Ruth Langsford receives warning from Trisha Goddard over dog walking video

She advised her to check Maggie over

Daytime TV favourite Ruth Langsford received a stark warning from presenter Trisha Goddard after sharing a clip while taking her pet dog for a walk.

The This Morning host, 60, posted a video on Instagram after coming across a wild deer while out with Maggie, the black crossbreed she shares with husband Eamonn Holmes.

In the short clip, Ruth films the deer tentatively picking its way through the undergrowth as it passes her in a wooded area.

Ruth Langsford posted a video of an incredible encounter with a deer (Credit: Brett D. Cove / SplashNews.com)

What did Trisha Goddard say to Ruth Langsford?

"This is why I like walking," she wrote in the caption. "You see beautiful things like this young (I think) deer.

"Maggie was mesmerised!"

Ruth's followers commented on the video of the incredible - albeit brief - encounter.

Read more: Trisha Goddard admits she's received 'even more abuse' since Leigh Francis apologised for Bo' Selecta

"Always gives you a good feeling," said one.

"Aww lovely to see these just roaming about," commented another.

"How lovely and tranquil," wrote a third.

Check little Maggie

Presenter Trisha Goddard was among those to comment. And she warned Ruth to be sure to examine Maggie properly, to make sure she hadn't picked up any ticks.

"They are gorgeous," the Dancing On Ice 2020 contestant wrote, adding: "But check little Maggie for ticks!"

Trisha warned Ruth to check Maggie over for ticks (Credit: SplashNews.com)

Responding to Trisha's comment, one of Ruth's followers said: "I was bitten last week and luckily saw it. Now on mega antibiotics for three weeks."

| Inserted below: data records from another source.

//! Phase-by-phase orchestration: lex → parse → sem → (optional) opt →
//! codegen → assemble → archive, per spec.md §5. A failure in an
//! earlier phase aborts every later one; semantic analysis is the one
//! phase that collects every error across the whole program before the
//! pipeline decides to abort.

use std::path::Path;
use std::process::Command;

use ilc_opt::OptimizationReport;
use ilc_util::{Handler, SourceMap};

use crate::config;
use crate::error::{DriverError, Result};
use crate::manifest::Manifest;
use crate::output::OutputDir;

pub struct CompileOutcome {
    pub optimizer_report: Option<OptimizationReport>,
    pub archive_path: std::path::PathBuf,
}

pub struct Pipeline<'a> {
    pub optimize: bool,
    pub debug: bool,
    pub handler: &'a Handler,
}

impl<'a> Pipeline<'a> {
    fn trace(&self, phase: &str) {
        if self.debug {
            tracing::debug!(phase, "entering pipeline phase");
        }
    }

    /// Runs every phase for a single source file, writing the final
    /// archive into `out_dir` and returning its path.
    pub fn run(&self, source_path: &Path, out_dir: &OutputDir) -> Result<CompileOutcome> {
        let source = std::fs::read_to_string(source_path)?;
        let mut source_map = SourceMap::new();
        let file = source_map.add_file(source_path.display().to_string(), source.clone());

        self.trace("lex-parse");
        let program = match ilc_par::parse(&source, file, self.handler) {
            Some(program) => program,
            None => return Err(DriverError::HasDiagnostics(self.handler.error_count())),
        };

        self.trace("sem");
        let table = match ilc_sem::analyze(&program, self.handler) {
            Some(table) => table,
            None => return Err(DriverError::HasDiagnostics(self.handler.error_count())),
        };

        let (program, optimizer_report) = if self.optimize {
            self.trace("opt");
            let (program, report) = ilc_opt::optimize(program);
            (program, Some(report))
        } else {
            (program, None)
        };

        self.trace("codegen");
        let units = ilc_gen::generate(&program, &table)?;

        self.trace("write-units");
        for unit in units.records.iter().chain(std::iter::once(&units.main)) {
            let path = out_dir.path().join(format!("{}.j", unit.name));
            std::fs::write(&path, &unit.text)?;
        }

        self.trace("assemble");
        for unit in units.records.iter().chain(std::iter::once(&units.main)) {
            let path = out_dir.path().join(format!("{}.j", unit.name));
            assemble(out_dir.path(), &path)?;
        }

        self.trace("archive");
        let archive_path = archive(out_dir.path(), source_path)?;

        Ok(CompileOutcome { optimizer_report, archive_path })
    }
}

fn assemble(out_dir: &Path, unit_path: &Path) -> Result<()> {
    let assembler = config::assembler_path();
    if !assembler.exists() {
        return Err(DriverError::AssemblerMissing(assembler.display().to_string()));
    }
    let output = Command::new(&assembler)
        .arg("-d")
        .arg(out_dir)
        .arg(unit_path)
        .output()?;
    if !output.status.success() {
        return Err(DriverError::AssemblerFailed {
            file: unit_path.display().to_string(),
            stderr: String::from_utf8_lossy(&output.stderr).into_owned(),
        });
    }
    Ok(())
}

fn archive(out_dir: &Path, source_path: &Path) -> Result<std::path::PathBuf> {
    let archiver = config::archiver_path();
    if !archiver.exists() {
        return Err(DriverError::ArchiverMissing(archiver.display().to_string()));
    }

    let manifest = Manifest::new("Main");
    std::fs::write(out_dir.join("MANIFEST.json"), manifest.to_json()?)?;

    let basename = source_path
        .file_stem()
        .map(|s| s.to_string_lossy().into_owned())
        .unwrap_or_else(|| "out".to_string());
    let archive_path = out_dir.join(format!("{basename}.jar"));

    let output = Command::new(&archiver)
        .arg("-d")
        .arg(out_dir)
        .arg("-o")
        .arg(&archive_path)
        .output()?;
    if !output.status.success() {
        return Err(DriverError::ArchiverFailed(String::from_utf8_lossy(&output.stderr).into_owned()));
    }
    Ok(archive_path)
}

According to animal welfare charity Blue Cross, ticks are most likely to be picked up in areas where there are lots of sheep or deer.

Read more: Fans sympathise with Ruth Langsford after recent haircut is ruined by humid weather

Information on the organisation's website reads: "Ticks are common in woodland, grassland and heath areas, but can also be found in your garden if you live in an area with lots of wildlife. You are most likely to come across them in areas with lots of deer or sheep.

"Ticks are big enough to spot. Run your hands over your dog's body when you get back from a walk to check for any lumps or bumps. A tick will feel like a small bump on your pet's skin.

"Ticks carry diseases, so it's important to remove any that attach themselves to your dog as soon as possible. Rapid removal lessens the risk of disease."